------ Data shown ------
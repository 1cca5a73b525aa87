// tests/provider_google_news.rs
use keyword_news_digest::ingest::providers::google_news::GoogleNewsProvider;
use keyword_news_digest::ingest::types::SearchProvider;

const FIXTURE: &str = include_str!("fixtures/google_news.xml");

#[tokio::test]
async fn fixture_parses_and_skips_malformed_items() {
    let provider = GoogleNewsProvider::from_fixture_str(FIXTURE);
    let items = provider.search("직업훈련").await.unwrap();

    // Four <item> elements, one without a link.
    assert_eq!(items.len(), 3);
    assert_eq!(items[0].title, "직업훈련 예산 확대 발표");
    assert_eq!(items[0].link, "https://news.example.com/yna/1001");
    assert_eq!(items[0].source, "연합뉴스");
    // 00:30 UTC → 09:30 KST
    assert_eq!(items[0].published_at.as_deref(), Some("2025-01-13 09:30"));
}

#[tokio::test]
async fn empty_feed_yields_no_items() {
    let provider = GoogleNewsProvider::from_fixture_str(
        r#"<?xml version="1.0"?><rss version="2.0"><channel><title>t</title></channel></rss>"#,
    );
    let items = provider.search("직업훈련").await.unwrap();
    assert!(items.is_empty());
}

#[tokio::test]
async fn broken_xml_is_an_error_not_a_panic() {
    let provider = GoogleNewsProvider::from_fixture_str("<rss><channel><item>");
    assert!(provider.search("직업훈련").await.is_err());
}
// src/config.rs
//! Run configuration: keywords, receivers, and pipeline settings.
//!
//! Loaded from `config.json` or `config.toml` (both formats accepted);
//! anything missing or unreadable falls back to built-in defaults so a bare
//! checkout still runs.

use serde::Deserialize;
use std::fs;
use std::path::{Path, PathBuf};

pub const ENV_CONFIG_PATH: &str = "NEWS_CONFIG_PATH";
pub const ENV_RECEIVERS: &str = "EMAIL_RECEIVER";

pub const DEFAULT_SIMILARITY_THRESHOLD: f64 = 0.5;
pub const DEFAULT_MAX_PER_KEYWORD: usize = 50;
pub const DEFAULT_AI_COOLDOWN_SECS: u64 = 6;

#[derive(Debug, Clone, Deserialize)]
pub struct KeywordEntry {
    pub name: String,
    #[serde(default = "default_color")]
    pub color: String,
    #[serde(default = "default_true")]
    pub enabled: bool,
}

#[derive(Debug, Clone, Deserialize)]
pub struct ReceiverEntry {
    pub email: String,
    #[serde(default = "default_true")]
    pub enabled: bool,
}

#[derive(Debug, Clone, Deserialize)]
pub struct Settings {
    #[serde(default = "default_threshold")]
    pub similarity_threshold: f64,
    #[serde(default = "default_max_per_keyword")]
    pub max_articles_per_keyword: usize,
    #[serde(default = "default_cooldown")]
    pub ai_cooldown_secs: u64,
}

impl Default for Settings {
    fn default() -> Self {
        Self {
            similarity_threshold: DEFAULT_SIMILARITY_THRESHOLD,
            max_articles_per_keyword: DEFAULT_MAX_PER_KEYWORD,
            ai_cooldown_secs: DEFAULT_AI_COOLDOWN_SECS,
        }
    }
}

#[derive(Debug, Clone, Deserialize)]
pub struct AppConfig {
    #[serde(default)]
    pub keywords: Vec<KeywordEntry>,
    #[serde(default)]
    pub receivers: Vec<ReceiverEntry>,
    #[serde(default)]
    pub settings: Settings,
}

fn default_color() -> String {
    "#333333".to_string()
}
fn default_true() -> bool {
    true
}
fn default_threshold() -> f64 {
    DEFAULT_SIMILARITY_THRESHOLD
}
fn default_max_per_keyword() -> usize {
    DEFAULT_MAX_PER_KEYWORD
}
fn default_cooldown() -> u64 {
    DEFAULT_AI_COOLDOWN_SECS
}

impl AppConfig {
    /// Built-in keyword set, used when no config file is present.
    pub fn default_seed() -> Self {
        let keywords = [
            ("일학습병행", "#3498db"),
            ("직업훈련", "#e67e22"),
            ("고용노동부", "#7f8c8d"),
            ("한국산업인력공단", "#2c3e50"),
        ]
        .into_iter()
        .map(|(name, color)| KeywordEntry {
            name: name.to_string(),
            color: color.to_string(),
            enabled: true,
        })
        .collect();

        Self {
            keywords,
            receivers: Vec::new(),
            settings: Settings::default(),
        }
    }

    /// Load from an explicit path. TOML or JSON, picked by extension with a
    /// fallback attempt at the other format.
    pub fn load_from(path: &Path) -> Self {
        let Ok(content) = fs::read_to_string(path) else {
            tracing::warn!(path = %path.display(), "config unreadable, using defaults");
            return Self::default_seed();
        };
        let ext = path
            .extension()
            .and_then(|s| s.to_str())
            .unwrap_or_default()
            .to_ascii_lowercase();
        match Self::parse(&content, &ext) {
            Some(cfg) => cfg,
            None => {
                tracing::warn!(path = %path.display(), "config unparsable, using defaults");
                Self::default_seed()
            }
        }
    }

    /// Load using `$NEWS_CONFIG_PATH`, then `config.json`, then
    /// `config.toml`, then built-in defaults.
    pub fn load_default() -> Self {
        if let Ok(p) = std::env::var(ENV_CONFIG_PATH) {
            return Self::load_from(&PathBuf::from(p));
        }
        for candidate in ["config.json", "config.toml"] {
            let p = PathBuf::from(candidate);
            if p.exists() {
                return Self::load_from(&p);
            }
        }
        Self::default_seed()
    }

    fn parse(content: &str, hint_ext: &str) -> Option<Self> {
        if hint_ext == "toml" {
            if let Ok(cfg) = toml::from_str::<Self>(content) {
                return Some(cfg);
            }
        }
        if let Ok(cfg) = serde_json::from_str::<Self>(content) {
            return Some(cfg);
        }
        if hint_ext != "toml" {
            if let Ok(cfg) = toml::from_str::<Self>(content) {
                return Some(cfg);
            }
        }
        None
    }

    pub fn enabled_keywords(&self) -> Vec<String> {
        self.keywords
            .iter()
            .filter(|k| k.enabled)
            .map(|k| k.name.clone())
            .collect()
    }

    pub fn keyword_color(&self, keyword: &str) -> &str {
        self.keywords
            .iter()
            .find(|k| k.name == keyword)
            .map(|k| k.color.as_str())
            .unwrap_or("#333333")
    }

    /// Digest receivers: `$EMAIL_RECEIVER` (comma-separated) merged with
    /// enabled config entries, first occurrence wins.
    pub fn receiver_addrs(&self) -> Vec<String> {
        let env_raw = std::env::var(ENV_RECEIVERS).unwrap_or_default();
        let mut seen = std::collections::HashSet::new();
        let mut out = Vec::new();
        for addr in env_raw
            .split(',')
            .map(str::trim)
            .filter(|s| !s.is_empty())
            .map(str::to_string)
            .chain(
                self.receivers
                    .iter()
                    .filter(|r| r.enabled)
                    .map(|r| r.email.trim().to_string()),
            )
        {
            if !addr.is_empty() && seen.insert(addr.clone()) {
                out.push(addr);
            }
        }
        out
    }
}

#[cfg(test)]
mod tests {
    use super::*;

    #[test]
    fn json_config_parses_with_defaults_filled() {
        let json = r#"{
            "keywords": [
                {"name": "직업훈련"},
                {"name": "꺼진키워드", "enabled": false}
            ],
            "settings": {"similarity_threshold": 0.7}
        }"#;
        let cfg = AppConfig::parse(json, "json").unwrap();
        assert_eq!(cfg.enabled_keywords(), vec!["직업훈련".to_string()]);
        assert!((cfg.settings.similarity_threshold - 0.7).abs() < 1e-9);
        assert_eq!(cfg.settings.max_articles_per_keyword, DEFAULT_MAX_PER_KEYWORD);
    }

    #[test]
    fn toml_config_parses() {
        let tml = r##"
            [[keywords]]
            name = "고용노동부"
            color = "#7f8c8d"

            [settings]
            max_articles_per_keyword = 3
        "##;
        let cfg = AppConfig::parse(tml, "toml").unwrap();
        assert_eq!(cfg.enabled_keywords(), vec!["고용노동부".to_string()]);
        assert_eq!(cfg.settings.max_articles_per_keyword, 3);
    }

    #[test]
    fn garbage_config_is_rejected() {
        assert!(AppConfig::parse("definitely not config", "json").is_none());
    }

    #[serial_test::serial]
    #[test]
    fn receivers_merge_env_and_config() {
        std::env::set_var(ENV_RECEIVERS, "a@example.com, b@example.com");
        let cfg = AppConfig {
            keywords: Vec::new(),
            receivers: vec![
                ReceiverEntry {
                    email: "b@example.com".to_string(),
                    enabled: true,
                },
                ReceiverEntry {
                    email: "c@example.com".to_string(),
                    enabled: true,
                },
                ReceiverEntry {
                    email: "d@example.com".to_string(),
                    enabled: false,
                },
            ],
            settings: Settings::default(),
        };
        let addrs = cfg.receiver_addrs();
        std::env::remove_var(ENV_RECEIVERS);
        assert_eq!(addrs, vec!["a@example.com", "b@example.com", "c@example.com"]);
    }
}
------
(Description of the task)
Take exactly the lines from the one containing "pub struct ReceiverEntry" through the one containing "pub fn default_seed()" in the data above, and output them with nothing added.

(Reply to the exercise)
pub struct ReceiverEntry {
    pub email: String,
    #[serde(default = "default_true")]
    pub enabled: bool,
}

#[derive(Debug, Clone, Deserialize)]
pub struct Settings {
    #[serde(default = "default_threshold")]
    pub similarity_threshold: f64,
    #[serde(default = "default_max_per_keyword")]
    pub max_articles_per_keyword: usize,
    #[serde(default = "default_cooldown")]
    pub ai_cooldown_secs: u64,
}

impl Default for Settings {
    fn default() -> Self {
        Self {
            similarity_threshold: DEFAULT_SIMILARITY_THRESHOLD,
            max_articles_per_keyword: DEFAULT_MAX_PER_KEYWORD,
            ai_cooldown_secs: DEFAULT_AI_COOLDOWN_SECS,
        }
    }
}

#[derive(Debug, Clone, Deserialize)]
pub struct AppConfig {
    #[serde(default)]
    pub keywords: Vec<KeywordEntry>,
    #[serde(default)]
    pub receivers: Vec<ReceiverEntry>,
    #[serde(default)]
    pub settings: Settings,
}

fn default_color() -> String {
    "#333333".to_string()
}
fn default_true() -> bool {
    true
}
fn default_threshold() -> f64 {
    DEFAULT_SIMILARITY_THRESHOLD
}
fn default_max_per_keyword() -> usize {
    DEFAULT_MAX_PER_KEYWORD
}
fn default_cooldown() -> u64 {
    DEFAULT_AI_COOLDOWN_SECS
}

impl AppConfig {
    /// Built-in keyword set, used when no config file is present.
    pub fn default_seed() -> Self {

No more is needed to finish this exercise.